Kei Ito’s solo exhibition Teach Me How to Like This Planet at the College of Maryland’s Stamp Gallery is a somber exploration of generational trauma as a third generation hibakusha (atomic bomb target), and the repercussions of war. Ito’s practice is based in camera-significantly less images, uncovered objects, and textual content-dependent artworks.

Two discovered item-will work develop haunting mechanical appears. “Talking Heads,” is an installation of two analogue radios on chest-superior pedestals with an eerie static noise and sporadic voices that audio like antique radio recordings, wherever “Who will be the up coming sacrifice of peace?” and “Who will be the following sacrifice of war?” is recurring slowly and gradually above and above.

The static, mechanical and human sounds construct an impression of a barren landscape, and the repetition of every single phrase feels both of those unsure and totally hopeless considering that it suggests an unending likelihood of conflict.
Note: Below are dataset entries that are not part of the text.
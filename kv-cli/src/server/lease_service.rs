use std::pin::Pin;
use std::sync::Arc;
use std::time::Instant;

use tokio_stream::wrappers::ReceiverStream;
use tokio_stream::{Stream, StreamExt};
use tonic::{Request, Response, Status, Streaming};

use kvcore::apply::codec::RaftOp;
use kvcore::apply::ApplyOutcome;

use crate::pb::etcdserverpb::lease_server::Lease;
use crate::pb::etcdserverpb::{
    LeaseGrantRequest, LeaseGrantResponse, LeaseKeepAliveRequest, LeaseKeepAliveResponse,
    LeaseLeasesRequest, LeaseLeasesResponse, LeaseRevokeRequest, LeaseRevokeResponse, LeaseStatus,
    LeaseTimeToLiveRequest, LeaseTimeToLiveResponse,
};
use crate::server::{header, to_status, Shared};

pub struct LeaseService {
    shared: Arc<Shared>,
}

impl LeaseService {
    pub fn new(shared: Arc<Shared>) -> Self {
        Self { shared }
    }
}

#[tonic::async_trait]
impl Lease for LeaseService {
    async fn lease_grant(
        &self,
        request: Request<LeaseGrantRequest>,
    ) -> Result<Response<LeaseGrantResponse>, Status> {
        let req = request.into_inner();
        let outcome = self
            .shared
            .node
            .propose(RaftOp::LeaseGrant { id: req.id, ttl_secs: req.ttl })
            .await
            .map_err(to_status)?;
        match outcome {
            ApplyOutcome::LeaseGranted { id } => {
                Ok(Response::new(LeaseGrantResponse { header: Some(header(&self.shared)), id, ttl: req.ttl }))
            }
            _ => Err(Status::internal("unexpected apply outcome for LeaseGrant")),
        }
    }

    async fn lease_revoke(
        &self,
        request: Request<LeaseRevokeRequest>,
    ) -> Result<Response<LeaseRevokeResponse>, Status> {
        let req = request.into_inner();
        self.shared.node.propose(RaftOp::LeaseRevoke { id: req.id }).await.map_err(to_status)?;
        Ok(Response::new(LeaseRevokeResponse { header: Some(header(&self.shared)) }))
    }

    type LeaseKeepAliveStream =
        Pin<Box<dyn Stream<Item = Result<LeaseKeepAliveResponse, Status>> + Send + 'static>>;

    async fn lease_keep_alive(
        &self,
        request: Request<Streaming<LeaseKeepAliveRequest>>,
    ) -> Result<Response<Self::LeaseKeepAliveStream>, Status> {
        let mut incoming = request.into_inner();
        let shared = self.shared.clone();
        let (tx, rx) = tokio::sync::mpsc::channel(16);

        tokio::spawn(async move {
            while let Some(Ok(req)) = incoming.next().await {
                let result = shared.node.with_leases_mut(|leases| leases.keep_alive(req.id, Instant::now()));
                let response = match result {
                    Ok(ttl) => {
                        Ok(LeaseKeepAliveResponse { header: Some(header(&shared)), id: req.id, ttl })
                    }
                    Err(err) => Err(to_status(err)),
                };
                if tx.send(response).await.is_err() {
                    break;
                }
            }
        });

        Ok(Response::new(Box::pin(ReceiverStream::new(rx))))
    }

    async fn lease_time_to_live(
        &self,
        request: Request<LeaseTimeToLiveRequest>,
    ) -> Result<Response<LeaseTimeToLiveResponse>, Status> {
        let req = request.into_inner();
        let (granted_ttl, ttl, keys) = self
            .shared
            .node
            .with_leases(|leases| leases.time_to_live(req.id, Instant::now()))
            .map_err(to_status)?;
        Ok(Response::new(LeaseTimeToLiveResponse {
            header: Some(header(&self.shared)),
            id: req.id,
            ttl,
            granted_ttl,
            keys: if req.keys { keys } else { Vec::new() },
        }))
    }

    async fn lease_leases(
        &self,
        _request: Request<LeaseLeasesRequest>,
    ) -> Result<Response<LeaseLeasesResponse>, Status> {
        let leases = self.shared.node.with_leases(|leases| leases.leases());
        Ok(Response::new(LeaseLeasesResponse {
            header: Some(header(&self.shared)),
            leases: leases.into_iter().map(|id| LeaseStatus { id }).collect(),
        }))
    }
}
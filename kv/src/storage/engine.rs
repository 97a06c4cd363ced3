use crate::error::CResult;
use crate::storage::{ScanIteratorT, Status};

/// One write in a group passed to `Engine::apply_batch`.
pub enum BatchWrite {
    Set(Vec<u8>, Vec<u8>),
    Delete(Vec<u8>),
}

/// A key/value storage engine, where both keys and values are arbitrary byte
/// strings between 0 B and 2 GB, stored in lexicographical key order. Writes
/// are only guaranteed durable after calling flush().
///
/// Only supports single-threaded use since all methods (including reads) take a
/// mutable reference -- serialized access can't be avoided anyway,
/// since both Raft execution and file access is serial.
pub trait Engine: std::fmt::Display + Send + Sync {
    /// The iterator returned by scan().
    type ScanIterator<'a>: ScanIteratorT + 'a
        where
            Self: Sized + 'a; // omit in trait objects, for object safety

    /// Deletes a key. Returns whether the key existed.
    fn delete(&mut self, key: &[u8]) -> CResult<bool>;

    /// Flushes any buffered data to the underlying storage medium.
    fn flush(&mut self) -> CResult<()>;

    /// Gets a value for a key, if it exists.
    fn get(&mut self, key: &[u8]) -> CResult<Option<Vec<u8>>>;

    /// Iterates over an ordered range of key/value pairs.
    fn scan(&mut self, range: impl std::ops::RangeBounds<Vec<u8>>) -> Self::ScanIterator<'_>
        where Self: Sized; // omit in trait objects, for object safety

    /// Like scan, but can be used from trait objects. The iterator will use
    /// dynamic dispatch, which has a minor performance penalty.
    fn scan_dyn(
        &mut self,
        range: (std::ops::Bound<Vec<u8>>, std::ops::Bound<Vec<u8>>),
    ) -> Box<dyn ScanIteratorT + '_>;

    /// Iterates over all key/value pairs starting with prefix.
    fn scan_prefix(&mut self, prefix: &[u8]) -> Self::ScanIterator<'_>
        where
            Self: Sized, // omit in trait objects, for object safety
    {
        let start = std::ops::Bound::Included(prefix.to_vec());
        let end = match prefix.iter().rposition(|b| *b != 0xff) {
            Some(i) => std::ops::Bound::Excluded(
                prefix.iter().take(i).copied().chain(std::iter::once(prefix[i] + 1)).collect(),
            ),
            None => std::ops::Bound::Unbounded,
        };
        self.scan((start, end))
    }

    /// Sets a value for a key, replacing the existing value if any.
    fn set(&mut self, key: &[u8], value: Vec<u8>) -> CResult<()>;

    /// Returns engine status.
    fn status(&mut self) -> CResult<Status>;

    /// Produces an opaque byte-stream snapshot of the full engine contents,
    /// sufficient to recover via `restore`. Used both to install state on a
    /// follower and to serve `Maintenance.Snapshot`.
    fn snapshot(&mut self) -> CResult<Vec<u8>>;

    /// Restores engine contents from a snapshot produced by `snapshot`,
    /// replacing anything currently stored.
    fn restore(&mut self, snapshot: &[u8]) -> CResult<()>;

    /// Reclaims space held by stale data, if the engine has any notion of
    /// it. A no-op by default; engines that accumulate garbage (e.g. an
    /// append-only log) override this.
    fn defragment(&mut self) -> CResult<()> {
        Ok(())
    }

    /// Applies a group of writes as a single unit, flushing once at the end
    /// rather than per write, so a mid-batch crash can't leave a multi-key
    /// mutation partially applied. The default loops `set`/`delete`;
    /// engines with a cheaper atomic-group primitive can override this.
    fn apply_batch(&mut self, writes: Vec<BatchWrite>) -> CResult<()> {
        for write in writes {
            match write {
                BatchWrite::Set(key, value) => self.set(&key, value)?,
                BatchWrite::Delete(key) => {
                    self.delete(&key)?;
                }
            }
        }
        self.flush()
    }
}
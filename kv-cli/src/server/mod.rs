pub mod auth;
pub mod auth_service;
pub mod cluster_service;
pub mod config;
pub mod kv_service;
pub mod lease_service;
pub mod maintenance_service;
pub mod watch_service;

use std::sync::{Arc, Mutex};
use std::time::{Duration, Instant, SystemTime};

use anyhow::Result;
use tonic::transport::Server;
use tonic::Status;

use crate::server::auth::{AuthError, AuthState, PermType};
use kvcore::alarm::AlarmState;
use kvcore::apply::codec::RaftOp;
use kvcore::apply::Node;
use kvcore::error::Error;
use kvcore::leaseread::LeaseReadCoordinator;
use kvcore::raft::{RaftHandle, SingleNodeRaft};
use kvcore::storage::engine::Engine;
use kvcore::storage::memory::ShardedMemory;
use kvcore::storage::persistent::Persistent;

use crate::pb::etcdserverpb::auth_server::AuthServer;
use crate::pb::etcdserverpb::cluster_server::ClusterServer;
use crate::pb::etcdserverpb::kv_server::KvServer;
use crate::pb::etcdserverpb::lease_server::LeaseServer;
use crate::pb::etcdserverpb::maintenance_server::MaintenanceServer;
use crate::pb::etcdserverpb::watch_server::WatchServer;
use crate::pb::etcdserverpb::ResponseHeader;
use crate::server::config::{ConfigLoad, EngineKind};

/// Stable for the life of the cluster. Real multi-cluster deployments would
/// persist a randomly chosen id; nothing here depends on more than its
/// stability and uniqueness within a deployment.
const CLUSTER_ID: u64 = 1;

/// State shared across every tonic service: the apply-loop handle, the
/// per-member alarm set, and the lease-read grant tracker.
pub struct Shared {
    pub node: Arc<Node>,
    pub alarms: Mutex<AlarmState>,
    pub lease_read: LeaseReadCoordinator,
    pub node_id: u64,
    pub lease_duration: Duration,
    pub client_listen_url: String,
    pub peer_listen_url: String,
    pub auth: Mutex<AuthState>,
}

pub(crate) fn header(shared: &Shared) -> ResponseHeader {
    ResponseHeader {
        cluster_id: CLUSTER_ID,
        member_id: shared.node_id,
        revision: shared.node.current_revision(),
        raft_term: 0,
    }
}

/// Maps a store error onto the `tonic::Status` code the etcd v3 client
/// contract expects for it.
pub(crate) fn to_status(err: Error) -> Status {
    match err {
        Error::KeyNotFound => Status::not_found(err.to_string()),
        Error::Compacted { .. } => Status::out_of_range(err.to_string()),
        Error::FutureRev { .. } => Status::out_of_range(err.to_string()),
        Error::LeaseNotFound { .. } => Status::not_found(err.to_string()),
        Error::LeaseExists { .. } => Status::already_exists(err.to_string()),
        Error::PermissionDenied(_) => Status::permission_denied(err.to_string()),
        Error::Unauthenticated(_) => Status::unauthenticated(err.to_string()),
        Error::InvalidArgument(_) => Status::invalid_argument(err.to_string()),
        Error::Unavailable(_) => Status::unavailable(err.to_string()),
        Error::DeadlineExceeded => Status::deadline_exceeded(err.to_string()),
        Error::Canceled => Status::cancelled(err.to_string()),
        Error::ResourceExhausted(_) => Status::resource_exhausted(err.to_string()),
        Error::Internal(_) | Error::Encode(_) | Error::Decode(_) | Error::Io(_) => {
            Status::internal(err.to_string())
        }
    }
}

pub(crate) fn to_auth_status(err: AuthError) -> Status {
    match err {
        AuthError::UnknownUser(_) | AuthError::UnknownRole(_) => Status::not_found(err.to_string()),
        AuthError::InvalidCredentials | AuthError::InvalidToken => {
            Status::unauthenticated(err.to_string())
        }
        AuthError::NotEnabled => Status::failed_precondition(err.to_string()),
        AuthError::PermissionDenied => Status::permission_denied(err.to_string()),
    }
}

/// Pulls the bearer token etcd clients send under the `token` metadata key.
/// Absent entirely while auth is disabled; `check_permission` treats an
/// empty token as invalid once auth is enabled, which is the behavior we
/// want for a request that never authenticated.
pub(crate) fn bearer_token<T>(request: &tonic::Request<T>) -> String {
    request.metadata().get("token").and_then(|v| v.to_str().ok()).unwrap_or("").to_string()
}

/// Enforces that `token`'s user holds a grant covering `[key, range_end)`
/// for `want`. A no-op while auth is disabled.
pub(crate) fn require_permission(
    shared: &Shared,
    token: &str,
    want: PermType,
    key: &[u8],
    range_end: &[u8],
) -> Result<(), Status> {
    shared
        .auth
        .lock()
        .expect("auth state lock poisoned")
        .check_permission(token, want, key, range_end)
        .map_err(to_auth_status)
}

/// Builds the apply-loop node, starts its background tasks, and serves
/// every etcd v3 surface over one tonic server. Runs until the server is
/// shut down or errors.
pub async fn run(cfg: ConfigLoad) -> Result<()> {
    let engine: Box<dyn Engine> = match cfg.engine {
        EngineKind::Memory => Box::new(ShardedMemory::new()),
        EngineKind::Persistent => Box::new(Persistent::new(cfg.data_dir())?),
    };
    let raft: Arc<dyn RaftHandle> = Arc::new(SingleNodeRaft::new());
    let node = Arc::new(Node::restore(engine, raft)?);
    tokio::spawn(node.clone().spawn_apply_loop());

    let node_id = if cfg.node_id != 0 { cfg.node_id } else { 1 };
    let shared = Arc::new(Shared {
        node,
        alarms: Mutex::new(AlarmState::new()),
        lease_read: LeaseReadCoordinator::new(cfg.total_nodes()),
        node_id,
        lease_duration: Duration::from_millis(cfg.lease_duration_millis.max(1)),
        client_listen_url: cfg.client_listen_url.clone(),
        peer_listen_url: cfg.peer_listen_url.clone(),
        auth: Mutex::new(AuthState::new()),
    });

    spawn_lease_expiry_ticker(shared.clone());
    spawn_token_sweep_ticker(shared.clone());
    if cfg.lease_read_enabled {
        spawn_lease_read_heartbeat(shared.clone());
    }

    let addr = cfg.client_listen_url.parse()?;
    log::info!("kvserverd listening on {addr}");

    Server::builder()
        .add_service(KvServer::new(kv_service::KvService::new(shared.clone())))
        .add_service(WatchServer::new(watch_service::WatchService::new(shared.clone())))
        .add_service(LeaseServer::new(lease_service::LeaseService::new(shared.clone())))
        .add_service(MaintenanceServer::new(maintenance_service::MaintenanceService::new(shared.clone())))
        .add_service(ClusterServer::new(cluster_service::ClusterService::new(shared.clone())))
        .add_service(AuthServer::new(auth_service::AuthService::new(shared.clone())))
        .serve(addr)
        .await?;

    Ok(())
}

/// Polls for expired leases once a second and proposes a Revoke for each
/// through the apply loop, so expiry itself is agreed on by every replica
/// rather than decided unilaterally by whichever node notices first.
fn spawn_lease_expiry_ticker(shared: Arc<Shared>) {
    tokio::spawn(async move {
        let mut interval = tokio::time::interval(Duration::from_secs(1));
        loop {
            interval.tick().await;
            let now = Instant::now();
            let expired = shared.node.with_leases(|leases| leases.expired_leases(now));
            for id in expired {
                if let Err(err) = shared.node.propose(RaftOp::LeaseRevoke { id }).await {
                    log::warn!("failed to propose expiry revoke for lease {id}: {err}");
                }
            }
        }
    });
}

/// Sweeps expired auth tokens out of the active-token store once a minute,
/// so a long-lived server doesn't accumulate one entry per issued token
/// forever.
fn spawn_token_sweep_ticker(shared: Arc<Shared>) {
    tokio::spawn(async move {
        let mut interval = tokio::time::interval(Duration::from_secs(60));
        loop {
            interval.tick().await;
            let removed = shared.auth.lock().expect("auth state lock poisoned").sweep_expired_tokens();
            if removed > 0 {
                log::debug!("swept {removed} expired auth tokens");
            }
        }
    });
}

/// Runs a quorum heartbeat every half lease-duration. Single-node clusters
/// are trivially their own quorum; a multi-node deployment would fan this
/// round out over the peer list and have each peer ack in response.
fn spawn_lease_read_heartbeat(shared: Arc<Shared>) {
    tokio::spawn(async move {
        let mut interval = tokio::time::interval(shared.lease_duration / 2);
        loop {
            interval.tick().await;
            let round = shared.lease_read.begin_round();
            if round.ack() {
                shared.lease_read.extend(shared.lease_duration, SystemTime::now());
            }
        }
    });
}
In addition, intermittently bomb raid alarms can be listened to echoing through the gallery.

 

Kei Ito, Talking Heads

 

Yet another mechanical staccato appears in the course of the exhibition house as a result of “Teach Me How to Like This Entire world,” two carousel projectors with rhythmic clicks. The devices job term combos on to the wall, which produce never-ending mini concrete poems. Although on the left facet possessive pronouns fade in, on the right nouns slowly and gradually fade out generating an undulating outcome as the viewer is lulled from 1 phrase to the next. Some mixtures are:

OUR Desire
YOUR DREAM 
YOUR HISTORY 
HER HISTORY 
[…] 
MY INVASION
THEIR INVASION 
THEIR MONUMENT 
OUR MONUMENTS

The words and phrases are all in cash letters, in a sans-serif font channeling the focus on the perceived which means of the words and phrases. The simplicity and vagueness also leaves the likelihood of narrative open up. The projections come to feel like concise declarations, and the possessive pronouns shed light on both the collective and person activities and sacrifices of war.